A major exhibition opens at the Jersey Museum this weekend that will shed new light on Jersey’s significant Ice Age past, and reveal a number of exciting recent discoveries. Jersey: Ice Age Island brings together Jersey’s Ice Age story, illustrating the importance of the archaeological sites at La Cotte de St Brelade and Les Varines and is based on a concept created by the Natural History Museum in London. Jersey is emerging as a key location for understanding human evolution, expansion and survival over a quarter of a million years of climate change.
Jersey’s Ice Age archaeology tells us about how our Neanderthal cousins survived in northwest Europe, a remarkable record of Ice Age occupation spanning half a million years of human history. The archaeology at La Cotte, which covers 200,000 years, and the wider landscape of Jersey contain an internationally significant record that has contributed to our understanding of human evolution. New cutting-edge research has revealed for the first time what the Ice Age landscape at La Cotte would have been like and how Neanderthal society worked – and this is brought to life through the new exhibition. Supported by funding from the States of Jersey Tourism Development Fund and in partnership with Jersey Heritage, a team of archaeologists and scientists from around the world have studied this remarkable story through the Ice Age Island project over the last three years.
Jon Carter, Director of Jersey Heritage said, “Jersey has an exceptional record of early stone age archaeology for such a small island, and this exhibition showcases the sites at La Cotte and Les Varines and the science behind research currently being undertaken by the Ice Age Island team. The work is bringing to light new stories from Jersey’s deep Ice Age heritage and continuing to show the Island is a scientific treasure trove”. The project is also attracting interest from leading network television programmes including Coast and Ice Age Britain in 2015 and Digging for Britain which will be aired on BBC in the New Year.
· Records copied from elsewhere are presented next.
// ── 이벤트 ──────────────────────────────────────────────

/// 이벤트 목록. 활성 쿼리 필터가 있으면 배너를 먼저 출력한다.
pub fn render_events(events: &[&Event], active_filters: Option<&str>, stats: &EventStats) -> String {
    let mut sections = Vec::new();
    if let Some(banner) = active_filters {
        sections.push(banner.to_string());
    }
    sections.push(format!(
        "Total: {}  New: {}  In Progress: {}  Resolved: {}  Closed: {}",
        stats.total, stats.new, stats.in_progress, stats.resolved, stats.closed
    ));

    let mut table = Table::new([
        "NUMBER", "TITLE", "SOURCE", "SEVERITY", "PRIORITY", "STATUS", "ASSIGNED", "CREATED",
    ]);
    for event in events {
        table.push_row(vec![
            event.number.clone(),
            event.title.clone(),
            event.source.clone(),
            event.severity.to_string(),
            event.priority.to_string(),
            event.status.label(),
            event.assigned_to.clone(),
            timestamp::format(&event.created_at),
        ]);
    }
    sections.push(table.render());
    sections.join("\n\n")
}

pub fn render_event_detail(event: &Event) -> String {
    let mut lines = vec![
        format!("{} {}", event.number, event.title),
        format!("ID:          {}", event.id),
        format!("Status:      {}", event.status.label()),
        format!("Severity:    {}", event.severity),
        format!("Priority:    {}", event.priority),
        format!("Source:      {}", event.source),
        format!("Category:    {}", event.category),
        format!("Assigned to: {}", event.assigned_to),
        format!("Created:     {}", timestamp::format(&event.created_at)),
        format!("Updated:     {}", timestamp::format(&event.updated_at)),
    ];
    if let Some(resolved_at) = &event.resolved_at {
        lines.push(format!("Resolved:    {}", timestamp::format(resolved_at)));
    }
    lines.push(String::new());
    lines.push(event.description.clone());
    lines.push(String::new());
    if event.notes.is_empty() {
        lines.push("No notes".to_string());
    } else {
        lines.push(format!("Notes ({})", event.notes.len()));
        for note in &event.notes {
            lines.push(format!("  [{}] {}", timestamp::format(&note.timestamp), note.text));
        }
    }
    lines.join("\n")
}

// ── 대시보드 ────────────────────────────────────────────

/// 대시보드 한 화면에 필요한 입력
#[derive(Debug)]
pub struct DashboardView<'a> {
    pub snapshot: Option<&'a MonitoringSnapshot>,
    /// 보기 필터/검색이 적용된 호스트 카드
    pub hosts: Vec<&'a MonitoredHost>,
    pub thresholds: &'a ThresholdConfig,
    pub recent_alerts: &'a [Alert],
    pub banner: Option<&'a BannerNotice>,
    pub activity: &'a [ActivityEntry],
}

pub fn render_dashboard(view: &DashboardView<'_>) -> String {
    let mut sections = Vec::new();

    if let Some(banner) = view.banner {
        sections.push(render_banner(banner));
    }

    let Some(snapshot) = view.snapshot else {
        sections.push("Monitoring data not loaded".to_string());
        return sections.join("\n\n");
    };

    sections.push(render_kpis(snapshot, view.thresholds));
    sections.push(render_resource_averages(&snapshot.servers));
    sections.push(render_status_counts(&snapshot.servers, view.thresholds));
    sections.push(render_host_cards(&view.hosts, view.thresholds));
    sections.push(render_recent_alerts(view.recent_alerts));
    if !view.activity.is_empty() {
        sections.push(render_activity(view.activity));
    }
    sections.push(format!(
        "Last updated: {}",
        timestamp::format(&snapshot.timestamp)
    ));
    sections.join("\n\n")
}

pub fn render_banner(notice: &BannerNotice) -> String {
    format!("*** {} ***", notice.message)
}

/// 연결 상태 표시줄
pub fn render_connection(status: ConnectionStatus) -> String {
    format!("Backend: {status}")
}

fn render_kpis(snapshot: &MonitoringSnapshot, thresholds: &ThresholdConfig) -> String {
    let critical = snapshot.critical_alert_count();
    let issues = if critical > 0 {
        format!("{critical} Issues")
    } else {
        "No Issues".to_string()
    };
    let score = health::health_score(&snapshot.servers, &thresholds.score);
    format!(
        "Total Servers: {}  |  Critical Alerts: {}  |  Health Score: {}%",
        snapshot.servers.len(),
        issues,
        score
    )
}

fn render_resource_averages(servers: &[MonitoredHost]) -> String {
    let Some(averages) = health::resource_averages(servers) else {
        return format!("Resource Usage\n{NO_RESULTS}");
    };
    let mut lines = vec!["Resource Usage".to_string()];
    for kind in MetricKind::ALL {
        let value = averages.get(kind);
        lines.push(format!(
            "  {:<8} {:>5.1}% {} {}",
            kind.short_label(),
            value,
            bar(value),
            utilization_marker(health::utilization_level(value))
        ));
    }
    lines.join("\n")
}

fn render_status_counts(servers: &[MonitoredHost], thresholds: &ThresholdConfig) -> String {
    let counts = health::bucket_counts(servers, &thresholds.bucketing);
    format!(
        "Servers: {} {}  {} {}  {} {}",
        ServerStatus::Healthy.as_str(),
        counts.healthy,
        ServerStatus::Warning.as_str(),
        counts.warning,
        ServerStatus::Critical.as_str(),
        counts.critical
    )
}

fn render_host_cards(hosts: &[&MonitoredHost], thresholds: &ThresholdConfig) -> String {
    let mut table = Table::new(["", "SERVER", "STATUS", "CPU", "MEMORY", "DISK", "NETWORK"]);
    for host in hosts {
        let flag = if health::has_card_alert(&host.metrics, &thresholds.card_alert) {
            "!"
        } else {
            ""
        };
        let mut row = vec![flag.to_string(), host.name.clone(), host.status.clone()];
        for (kind, value) in host.metrics.iter() {
            let level = health::metric_level(value, thresholds.card_alert.get(kind));
            row.push(format!("{value:.1}%{}", level_marker(level)));
        }
        table.push_row(row);
    }
    format!("Servers\n{}", table.render())
}

pub fn render_recent_alerts(alerts: &[Alert]) -> String {
    if alerts.is_empty() {
        return format!("Recent Alerts\n{NO_ALERTS}");
    }
    let mut lines = vec!["Recent Alerts".to_string()];
    for alert in alerts {
        lines.push(format!(
            "  [{}] {:<8} {} {} at {:.1}% (Threshold: {}%)",
            timestamp::format(&alert.timestamp),
            severity_tag(alert.severity),
            alert.server,
            alert.metric.label(),
            alert.value,
            alert.threshold
        ));
    }
    lines.join("\n")
}

pub fn render_activity(entries: &[ActivityEntry]) -> String {
    let mut lines = vec!["Recent Activity".to_string()];
    for entry in entries {
        lines.push(format!(
            "  [{}] {}",
            timestamp::format(&entry.timestamp),
            entry.text
        ));
    }
    lines.join("\n")
}

fn severity_tag(severity: AlertSeverity) -> &'static str {
    match severity {
        AlertSeverity::Warning => "WARNING",
        AlertSeverity::Critical => "CRITICAL",
    }
}

/// 10칸 막대. 100을 넘는 값은 가득 찬 막대로 그린다.
fn bar(value: f64) -> String {
    let filled = (value / 10.0).round().clamp(0.0, 10.0) as usize;
    format!("[{}{}]", "#".repeat(filled), ".".repeat(10 - filled))
}

fn utilization_marker(level: UtilizationLevel) -> &'static str {
    match level {
        UtilizationLevel::Normal => "",
        UtilizationLevel::Elevated => "(elevated)",
        UtilizationLevel::High => "(high)",
    }
}

fn level_marker(level: MetricLevel) -> &'static str {
    match level {
        MetricLevel::Normal => "",
        MetricLevel::Elevated => " ~",
        MetricLevel::Alert => " !",
    }
}

// ── 설정 ────────────────────────────────────────────────

pub fn render_grafana_settings(settings: &GrafanaSettings) -> String {
    if settings.url.is_empty() && settings.api_key.is_empty() {
        return "Grafana: not configured".to_string();
    }
    format!(
        "Grafana URL: {}\nAPI key:     {}\nConnected:   {}",
        settings.url,
        settings.masked_api_key(),
        if settings.connected { "yes" } else { "no" }
    )
}

pub fn render_grafana_test(result: &GrafanaTestResult) -> String {
    if !result.success {
        return format!(
            "Connection failed: {}",
            result.error.as_deref().unwrap_or("unknown error")
        );
    }
    let mut line = "Connection successful".to_string();
    if let Some(info) = &result.info {
        if let Some(version) = &info.version {
            line.push_str(&format!(" (Grafana {version}"));
            if let Some(org) = &info.org {
                line.push_str(&format!(", org: {org}"));
            }
            line.push(')');
        }
    }
    line
}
The exhibition, which is sponsored by Capco Trust, is the culmination of three years’ research conducted in collaboration between Jersey Heritage and a UK archaeological team of academics and students from institutions including the British Museum, UCL Institute of Archaeology, the University of Manchester, University of Wales Trinity St David’s, St Andrews University and the University of Southampton.
The exhibition, which is sponsored by Capco Trust, runs at Jersey Museum from 25th October 2015 until 30th December 2016.